Stored records
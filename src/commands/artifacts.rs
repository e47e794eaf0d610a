//! Embedding artifact listing

use crate::backend::{BackendClient, EmbeddingArtifact};
use crate::error::Result;
use tracing::info;

/// List the embedding artifacts the backend has available for indexing.
pub async fn cmd_list_artifacts(client: &BackendClient) -> Result<Vec<EmbeddingArtifact>> {
    info!("Listing embedding artifacts");
    client.list_artifacts().await
}

/// Print artifacts to console
pub fn print_artifacts(artifacts: &[EmbeddingArtifact]) {
    println!("\nEmbedding Artifacts\n");

    if artifacts.is_empty() {
        println!("No embedding artifacts found. Produce embeddings first, then re-run.");
        return;
    }

    for artifact in artifacts {
        println!("• {}", artifact.display_name);
    }
    println!("\n{} artifact(s)", artifacts.len());
}
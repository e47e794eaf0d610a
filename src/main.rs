//! indexctl CLI entry point

use clap::{CommandFactory, Parser, Subcommand};
use clap_complete::{generate, Shell};
use indexctl::{
    backend::BackendClient,
    commands::{
        cmd_build_index, cmd_delete_collection, cmd_describe_collection, cmd_list_artifacts,
        cmd_status, print_artifacts, print_collections, print_outcome, print_status, IndexOptions,
    },
    config::Config,
    error::Result,
    providers::{self, Platform},
    session::Session,
};
use std::io::Write;
use std::path::PathBuf;
use tracing::error;
use tracing_subscriber::{fmt, prelude::*, EnvFilter};

#[derive(Parser)]
#[command(name = "indexctl")]
#[command(version, about = "Vector store indexing console", long_about = None)]
struct Cli {
    /// Path to config file
    #[arg(short, long, global = true)]
    config: Option<PathBuf>,

    /// Enable verbose logging
    #[arg(short, long, global = true)]
    verbose: bool,

    /// Output as JSON
    #[arg(long, global = true)]
    json: bool,

    #[command(subcommand)]
    command: Commands,
}

#[derive(Subcommand)]
enum Commands {
    /// Write the default configuration file
    Init {
        /// Force overwrite existing config
        #[arg(long)]
        force: bool,
    },

    /// List embedding artifacts available for indexing
    Artifacts,

    /// List vector store providers usable on this platform
    Providers,

    /// List collections for a provider
    Collections {
        /// Provider id (defaults to the configured provider)
        #[arg(short, long)]
        provider: Option<String>,
    },

    /// Build an index from an embedding artifact
    Index {
        /// Embedding artifact (file name) to index
        file: String,

        /// Target provider (defaults to the configured provider)
        #[arg(short, long)]
        provider: Option<String>,

        /// Index mode (defaults to the provider's default mode)
        #[arg(short, long)]
        mode: Option<String>,
    },

    /// Show details of a collection
    Show {
        /// Collection name
        collection: String,

        /// Provider id (defaults to the configured provider)
        #[arg(short, long)]
        provider: Option<String>,
    },

    /// Delete a collection
    Delete {
        /// Collection name
        collection: String,

        /// Provider id (defaults to the configured provider)
        #[arg(short, long)]
        provider: Option<String>,

        /// Skip confirmation prompt
        #[arg(long)]
        yes: bool,
    },

    /// Show backend and provider status
    Status,

    /// Generate shell completions
    Completions {
        /// Shell to generate completions for
        #[arg(value_enum)]
        shell: Shell,
    },
}

#[tokio::main]
async fn main() {
    if let Err(e) = run().await {
        error!("{}", e);
        std::process::exit(1);
    }
}

async fn run() -> Result<()> {
    let cli = Cli::parse();

    // Initialize logging
    let filter = if cli.verbose {
        EnvFilter::try_from_default_env().unwrap_or_else(|_| EnvFilter::new("debug"))
    } else {
        EnvFilter::try_from_default_env().unwrap_or_else(|_| EnvFilter::new("info"))
    };

    tracing_subscriber::registry()
        .with(fmt::layer().with_writer(std::io::stderr))
        .with(filter)
        .init();

    // Handle commands that don't need config or a backend client
    if let Commands::Init { force } = cli.command {
        return handle_init(cli.config, force);
    }

    if let Commands::Completions { shell } = cli.command {
        let mut cmd = Cli::command();
        generate(shell, &mut cmd, "indexctl", &mut std::io::stdout());
        return Ok(());
    }

    let config = Config::load_or_default(cli.config.as_deref())?;
    let platform = Platform::current();

    if let Commands::Providers = cli.command {
        print_providers(platform, cli.json)?;
        return Ok(());
    }

    let client = BackendClient::from_config(&config)?;
    let mut session = Session::with_default_provider(platform, &config.default_provider);

    match cli.command {
        Commands::Init { .. } | Commands::Completions { .. } | Commands::Providers => {
            unreachable!()
        }

        Commands::Artifacts => {
            let artifacts = cmd_list_artifacts(&client).await?;
            if cli.json {
                println!("{}", serde_json::to_string_pretty(&artifacts)?);
            } else {
                print_artifacts(&artifacts);
            }
        }

        Commands::Collections { provider } => {
            // A provider switch refreshes the listing on its own.
            match provider {
                Some(provider) => session.select_provider(&client, &provider).await?,
                None => session.refresh_collections(&client).await,
            }
            if cli.json {
                println!("{}", serde_json::to_string_pretty(&session.collections)?);
            } else {
                print_collections(&session.selection.provider_id, &session.collections);
            }
        }

        Commands::Index {
            file,
            provider,
            mode,
        } => {
            let options = IndexOptions {
                artifact: file,
                provider,
                mode,
            };

            let outcome = cmd_build_index(&mut session, &client, options).await?;
            if cli.json {
                println!("{}", serde_json::to_string_pretty(&outcome)?);
            } else {
                if let Some(status) = session.status() {
                    println!("{}", status);
                }
                print_outcome(&outcome);
            }
        }

        Commands::Show {
            collection,
            provider,
        } => {
            if let Some(provider) = provider {
                session.select_provider(&client, &provider).await?;
            }
            let outcome = cmd_describe_collection(&mut session, &client, &collection).await?;
            if cli.json {
                println!("{}", serde_json::to_string_pretty(&outcome)?);
            } else {
                print_outcome(&outcome);
            }
        }

        Commands::Delete {
            collection,
            provider,
            yes,
        } => {
            if let Some(provider) = provider {
                session.select_provider(&client, &provider).await?;
            }

            let confirmed = yes || confirm_delete(&collection);
            let deleted =
                cmd_delete_collection(&mut session, &client, &collection, confirmed).await?;
            if deleted {
                println!("✓ Collection '{}' deleted", collection);
            } else {
                println!("Deletion cancelled");
            }
        }

        Commands::Status => {
            let status = cmd_status(&config, &client, platform).await;
            if cli.json {
                println!("{}", serde_json::to_string_pretty(&status)?);
            } else {
                print_status(&status);
            }
        }
    }

    Ok(())
}

fn handle_init(config_path: Option<PathBuf>, force: bool) -> Result<()> {
    let config_path = config_path.unwrap_or_else(Config::default_config_path);

    if config_path.exists() && !force {
        eprintln!(
            "Config file already exists at: {}\nUse --force to overwrite.",
            config_path.display()
        );
        std::process::exit(1);
    }

    Config::default().save(&config_path)?;

    println!("✓ indexctl initialized successfully");
    println!("  Config: {}", config_path.display());
    println!("\nNext steps:");
    println!("  1. Edit the config file to point at your indexing backend");
    println!("  2. List embedding artifacts: indexctl artifacts");
    println!("  3. Build an index: indexctl index <file> --provider qdrant");

    Ok(())
}

fn print_providers(platform: Platform, json: bool) -> Result<()> {
    let available = providers::available_providers(platform);

    if json {
        println!("{}", serde_json::to_string_pretty(&available)?);
        return Ok(());
    }

    println!("\nAvailable Providers\n");
    for provider in available {
        println!(
            "• {} [{}]: {}",
            provider.name,
            provider.id,
            provider.modes.join(", ")
        );
    }
    Ok(())
}

/// Ask the operator to confirm an irreversible deletion.
fn confirm_delete(collection_name: &str) -> bool {
    eprint!(
        "Are you sure you want to delete collection \"{}\"? [y/N] ",
        collection_name
    );
    std::io::stderr().flush().ok();

    let mut input = String::new();
    if std::io::stdin().read_line(&mut input).is_err() {
        return false;
    }
    matches!(input.trim().to_lowercase().as_str(), "y" | "yes")
}
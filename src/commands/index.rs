//! Index construction command

use crate::backend::{BackendClient, IndexingOutcome};
use crate::error::Result;
use crate::session::Session;

/// Options for `indexctl index`
#[derive(Debug, Clone, Default)]
pub struct IndexOptions {
    /// Embedding artifact id (file name) to index
    pub artifact: String,

    /// Target provider; the session default when absent
    pub provider: Option<String>,

    /// Index mode; the provider's default when absent
    pub mode: Option<String>,
}

/// Apply the operator's choices as selection transitions, then build.
///
/// Ordering matters: the provider switch re-anchors the mode to the new
/// provider's default, so an explicit mode is applied after it.
pub async fn cmd_build_index(
    session: &mut Session,
    client: &BackendClient,
    options: IndexOptions,
) -> Result<IndexingOutcome> {
    if let Some(provider) = &options.provider {
        session.select_provider(client, provider).await?;
    }
    if let Some(mode) = &options.mode {
        session.select_index_mode(mode)?;
    }
    session.select_artifact(&options.artifact);

    session.build_index(client).await
}
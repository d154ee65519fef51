//! Exit code constants for the lifecycle phases.
//!
//! These are a stable surface: platforms inspect them to distinguish "no
//! group detected" from genuine failures.

pub const CODE_SUCCESS: i32 = 0;

/// No buildpack group passed detection.
pub const CODE_FAILED_DETECT: i32 = 100;
/// Detection failed and at least one required buildpack errored.
pub const CODE_FAILED_DETECT_WITH_ERRORS: i32 = 101;
/// Detection could not run to completion.
pub const CODE_DETECT_ERROR: i32 = 102;

/// A buildpack or the pipeline failed during the build phase.
pub const CODE_BUILD_ERROR: i32 = 104;

/// Invalid arguments were passed to a phase.
pub const CODE_INVALID_ARGS: i32 = 110;

/// Exit code of a detect executable that passed.
pub const CODE_DETECT_PASS: i32 = 0;
/// Exit code of a detect executable that opted out cleanly.
pub const CODE_DETECT_FAIL: i32 = 100;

* **Your assignment**
Copy the entries word for word. Start at the first line and end with the line containing "embedding artifacts found.".

* **Your solution**
filename src/commands/artifacts.rs
repository e47e794eaf0d610a
//! Embedding artifact listing

use crate::backend::{BackendClient, EmbeddingArtifact};
use crate::error::Result;
use tracing::info;

/// List the embedding artifacts the backend has available for indexing.
pub async fn cmd_list_artifacts(client: &BackendClient) -> Result<Vec<EmbeddingArtifact>> {
    info!("Listing embedding artifacts");
    client.list_artifacts().await
}

/// Print artifacts to console
pub fn print_artifacts(artifacts: &[EmbeddingArtifact]) {
    println!("\nEmbedding Artifacts\n");

    if artifacts.is_empty() {
        println!("No embedding artifacts found. Produce embeddings first, then re-run.");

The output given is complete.